EXAMPLES of dialog control using information states and Trindi are on the TRINDI site.

The CSLU toolkit.

"The CSLU Toolkit was created to provide the basic framework and tools for people to build, investigate and use interactive language systems. These systems incorporate leading-edge speech recognition, natural language understanding, speech synthesis and facial animation technologies. The toolkit provides a comprehensive, powerful and flexible environment for building interactive language systems that use these technologies, and for conducting research to improve them. "

Some experience of using this toolkit is reported by Michael McTear [1998] Modelling spoken dialogues with state transition diagrams: experiences with the CSLU toolkit. In Proceedings of the 5th International Conference on Spoken Language Processing (ICSLP-98), December 1998, Sydney, Australia, pages 1223-1226. [37k PDF]

Dialog Annotation

There is considerable interest in acquiring dialog and conversational data in a way that supports analysis. This is to serve as input to more accurate models of conversational and dialogic behavior. Here the notion of markup and annotation is an important consideration, since this allows larger quantities of data to be organized and interrogated with automatic methods.

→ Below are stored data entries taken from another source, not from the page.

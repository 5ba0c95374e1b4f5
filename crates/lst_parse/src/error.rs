//! Mapping failure values.
//!
//! A [`MapError`] aborts the conversion of one declaration, never the whole
//! file: the unit mapper catches it, reports a diagnostic with the enclosing
//! node-kind chain, and substitutes an erroneous node covering the
//! declaration's exact source text.

use thiserror::Error;

#[derive(Error, Debug, Clone, PartialEq, Eq)]
pub enum MapError {
    /// The source text at the cursor did not hold the token the host AST
    /// implies should be there.
    #[error("expected `{expected}` at offset {at}")]
    Expected { expected: String, at: usize },
    /// The host AST node has a shape the mapper cannot express.
    #[error("unsupported host node: {0}")]
    UnsupportedNode(String),
}

impl MapError {
    pub fn expected(expected: impl Into<String>, at: usize) -> MapError {
        MapError::Expected {
            expected: expected.into(),
            at,
        }
    }
}
//! Lossless semantic tree data model.
//!
//! The tree produced by the mapping visitors in `lst_parse` retains every
//! byte of the original source: whitespace and comments are captured as
//! [`Space`] values attached to each node, punctuation that carries no node
//! of its own (commas, semicolons, `=`, `:`) is represented by padding
//! wrappers, and facts with no structural home (omitted parentheses, a
//! trailing semicolon) live in [`Markers`]. Printing a tree with `lst_print`
//! reproduces the exact input text.
//!
//! # Modules
//!
//! - [`space`]: whitespace-and-comments values
//! - [`marker`]: out-of-band per-node metadata
//! - [`pad`]: left/right padding and delimited containers
//! - [`tree`]: the node family itself
//! - [`line_index`]: byte offset to (line, column) conversion
//! - [`visitor`]: generic traversal with overridable visits

pub mod line_index;
pub mod marker;
pub mod pad;
pub mod space;
pub mod span;
pub mod tree;
pub mod visitor;

mod id;

pub use id::TreeId;
pub use line_index::{LineCol, LineIndex};
pub use marker::{Marker, Markers};
pub use pad::{Container, LeftPadded, RightPadded};
pub use space::{Comment, CommentKind, Space};
pub use span::Span;
pub use tree::{
    Annotation, ArrayType, Assignment, Binary, BinaryOp, Block, ClassDecl, ClassKind,
    CompilationUnit, Dialect, Else, Empty, Erroneous, Expression, FieldAccess, Identifier, If,
    Import, Lambda, LambdaParams, Literal, LiteralValue, MethodDecl, MethodInvocation, Modifier,
    ModifierKeyword, NamedVariable, Package, ParameterizedType, Parentheses, Return, Statement,
    TypeParameter, TypeTree, Unary, UnaryOp, VariableDecls,
};
pub use visitor::TreeVisitor;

Annotation is also of particular interest in that it forces explicit libraries of possible discourse moves to be made sufficiently explicit so that they can be discussed: this amounts to proposals for standard 'ontologies' of discourse moves.

One of the largest efforts to develop a workbench and tools for working with annotated conversational data was the MATE (Multilevel Annotation, Tools Engineering) project. This has now been continued in the ongoing NITE project, which is still in its early stages. NITE attempts to use the state of the art in XML, XSLT, Xpointer, etc. to lever off developing annotation standards in W3C efforts more generally. The design philosophy of NITE relies on someone being proficient in XML/XSLT, because annotation-specific interface details are specified as XML style sheets and transformations. This approach is becoming increasingly common, and NITE represents probably the most complex and most general effort in this direction so far.

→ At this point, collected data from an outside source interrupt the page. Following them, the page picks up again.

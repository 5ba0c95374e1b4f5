//! Tree-mapping visitor: host AST + source text -> lossless semantic tree.
//!
//! The mapper re-walks the host front-end's AST in source order while a
//! [`SourceCursor`] consumes the original text, capturing every gap between
//! tokens as a [`Space`]. One mapper instance serves exactly one file; the
//! shared type cache behind the oracle is the only state that outlives it.
//!
//! Dialect differences are confined to [`DialectOps`]: the scripting dialect
//! overrides invocation and lambda mapping (command calls, closures) and
//! inherits everything else from the shared grammar's default methods.
//!
//! Failure is scoped to one top-level declaration. A [`MapError`] unwinds to
//! [`TreeMapper::map_unit`], which reports a diagnostic carrying the chain
//! of enclosing node kinds and substitutes an erroneous node holding the
//! declaration's exact source text, so the rest of the file still converts
//! and printing stays byte-exact.

mod decl;
mod expr;
mod reorder;
mod stmt;


use std::marker::PhantomData;

use lst_diagnostic::{sanitize_message, ContextFrame, Diagnostic, DiagnosticSink};
use lst_tree::{
    CompilationUnit, Dialect, Erroneous, Expression, LineIndex, Marker, Markers, RightPadded, Space,
    Span, Statement, TreeId,
};
use lst_types::TypeOracle;
use tracing::debug;

use crate::cursor::SourceCursor;
use crate::error::MapError;
use crate::host::{HostCall, HostClassDecl, HostImport, HostLambda, HostPackage, HostStatement,
    HostUnit};

/// Per-dialect mapping overrides.
///
/// The shared grammar's behavior lives in the default methods; a dialect
/// replaces only the operations whose source shape differs. This keeps the
/// override surface explicit and testable on its own.
pub trait DialectOps: Sized {
    const DIALECT: Dialect;

    fn map_invocation(
        mapper: &mut TreeMapper<'_, Self>,
        call: &HostCall,
    ) -> Result<Expression, MapError> {
        mapper.map_invocation_base(call)
    }

    fn map_lambda(
        mapper: &mut TreeMapper<'_, Self>,
        lambda: &HostLambda,
    ) -> Result<Expression, MapError> {
        mapper.map_lambda_base(lambda)
    }
}

/// The shared statically-typed grammar with no overrides.
pub struct JavaDialect;

impl DialectOps for JavaDialect {
    const DIALECT: Dialect = Dialect::Java;
}

/// Stateful visitor over one source file. Construct one per file; not
/// reusable across files or threads.
pub struct TreeMapper<'a, D: DialectOps> {
    pub(crate) cursor: SourceCursor<'a>,
    pub(crate) line_index: LineIndex,
    pub(crate) oracle: &'a dyn TypeOracle,
    pub(crate) sink: DiagnosticSink,
    pub(crate) context: Vec<ContextFrame>,
    _dialect: PhantomData<D>,
}

/// One entry of the source-ordered top-level declaration list.
enum TopLevel<'h> {
    Package(&'h HostPackage),
    Import(&'h HostImport),
    Class(&'h HostClassDecl),
    Stmt(&'h HostStatement),
}

impl TopLevel<'_> {
    fn span(&self) -> Span {
        match self {
            TopLevel::Package(p) => p.span,
            TopLevel::Import(i) => i.span,
            TopLevel::Class(c) => c.span,
            TopLevel::Stmt(s) => s.span(),
        }
    }
}

impl<'a, D: DialectOps> TreeMapper<'a, D> {
    pub fn new(source: &'a str, oracle: &'a dyn TypeOracle, sink: &DiagnosticSink) -> Self {
        TreeMapper {
            cursor: SourceCursor::new(source),
            line_index: LineIndex::new(source),
            oracle,
            sink: sink.clone(),
            context: Vec::new(),
            _dialect: PhantomData,
        }
    }

    /// Convert one host-parsed file into its compilation unit.
    pub fn map_unit(&mut self, unit: &HostUnit) -> CompilationUnit {
        self.push_frame("CompilationUnit");

        // Host ASTs keep packages, imports, classes and loose statements in
        // separate canonical lists; interleave them back into source order.
        // The sort is stable, so entries sharing a position keep discovery
        // order and synthetic spans sort last.
        let mut order: Vec<TopLevel<'_>> = Vec::new();
        order.extend(unit.package.iter().map(TopLevel::Package));
        order.extend(unit.imports.iter().map(TopLevel::Import));
        order.extend(unit.classes.iter().map(TopLevel::Class));
        order.extend(unit.statements.iter().map(TopLevel::Stmt));
        order.sort_by_key(|decl| self.line_index.sort_key(decl.span()));

        let mut statements = Vec::with_capacity(order.len());
        for decl in &order {
            let checkpoint = self.cursor.checkpoint();
            match self.map_top_level(decl) {
                Ok(statement) => statements.push(self.statement_padding(statement)),
                Err(error) => {
                    self.sink.report(
                        Diagnostic::error(error.to_string())
                            .at_line(self.line_at(checkpoint))
                            .with_context(self.context.clone()),
                    );
                    // Frames pushed by the failed declaration are abandoned
                    // along with it.
                    self.context.truncate(1);
                    self.cursor.restore(checkpoint);
                    let end = if decl.span().is_synthetic() {
                        checkpoint
                    } else {
                        decl.span().end as usize
                    };
                    let text = self.cursor.take_until(end);
                    statements.push(RightPadded::new(
                        Statement::Erroneous(Erroneous::new(Space::empty(), text)),
                        Space::empty(),
                    ));
                }
            }
        }

        let eof = Space::parse(self.cursor.take_rest());
        let mut markers = Markers::new();
        for warning in &unit.warnings {
            markers.add(Marker::ParseWarning {
                message: sanitize_message(warning),
            });
        }

        self.pop_frame();
        debug!(
            dialect = ?D::DIALECT,
            statements = statements.len(),
            "mapped compilation unit"
        );
        CompilationUnit {
            id: TreeId::random(),
            prefix: Space::empty(),
            markers,
            dialect: D::DIALECT,
            statements,
            eof,
        }
    }

    fn map_top_level(&mut self, decl: &TopLevel<'_>) -> Result<Statement, MapError> {
        match decl {
            TopLevel::Package(p) => Ok(Statement::Package(Box::new(self.map_package(p)?))),
            TopLevel::Import(i) => Ok(Statement::Import(Box::new(self.map_import(i)?))),
            TopLevel::Class(c) => Ok(Statement::ClassDecl(Box::new(self.map_class(c)?))),
            TopLevel::Stmt(s) => self.map_statement(s),
        }
    }

    /// Wrap a mapped statement, probing for a trailing `;`. The semicolon is
    /// recorded as a marker on the padding; without it none is printed.
    pub(crate) fn statement_padding(&mut self, statement: Statement) -> RightPadded<Statement> {
        let checkpoint = self.cursor.checkpoint();
        let after = self.cursor.whitespace();
        if self.cursor.skip(";").is_some() {
            RightPadded::with_markers(statement, after, Markers::with(Marker::Semicolon))
        } else {
            self.cursor.restore(checkpoint);
            RightPadded::new(statement, Space::empty())
        }
    }

    /// Consume `token` or fail the current declaration.
    pub(crate) fn expect(&mut self, token: &str) -> Result<(), MapError> {
        let at = self.cursor.position();
        match self.cursor.skip(token) {
            Some(_) => Ok(()),
            None => Err(MapError::expected(token, at)),
        }
    }

    pub(crate) fn line_at(&self, offset: usize) -> u32 {
        self.line_index.line_col(offset as u32).line
    }

    pub(crate) fn push_frame(&mut self, node_kind: &'static str) {
        let line = self.line_at(self.cursor.position());
        self.context.push(ContextFrame { node_kind, line });
    }

    pub(crate) fn pop_frame(&mut self) {
        self.context.pop();
    }

    /// Capture a host-reported unparseable region verbatim.
    pub(crate) fn map_erroneous(&mut self, span: Span) -> Erroneous {
        let prefix = self.cursor.whitespace();
        let line = self.line_at(self.cursor.position());
        let end = if span.is_synthetic() {
            self.cursor.position()
        } else {
            span.end as usize
        };
        let text = self.cursor.take_until(end);
        self.sink.report(
            Diagnostic::warning("unparseable source preserved verbatim")
                .at_line(line)
                .with_context(self.context.clone()),
        );
        Erroneous::new(prefix, text)
    }
}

An extensive list of annotation forms and tools for them is given here (not all of these have been checked to see if they still work). For present purposes, particularly within project I1, we are exploring the extent to which new, more or less 'ready-to-use', tools can be used for annotating our data while keeping up with developments in usability and reliabiliy of the NITE effort. Two tools are particularly in focus at present: MMAX (European Media Lab, Heidelberg) and ANVIL (Saarbrücken). Meanwhile data is being kept in increasingly richly structured XML form for future migration.

A further collection of links and addresses for deployed systems is given on Gregor Erbach's page for the ESSLLI01 workshop course "Languages for the Annotation and Specification of Dialogues" here. A general introductory course in dialogue systems was given at Macquarie University in 2002: overheads here.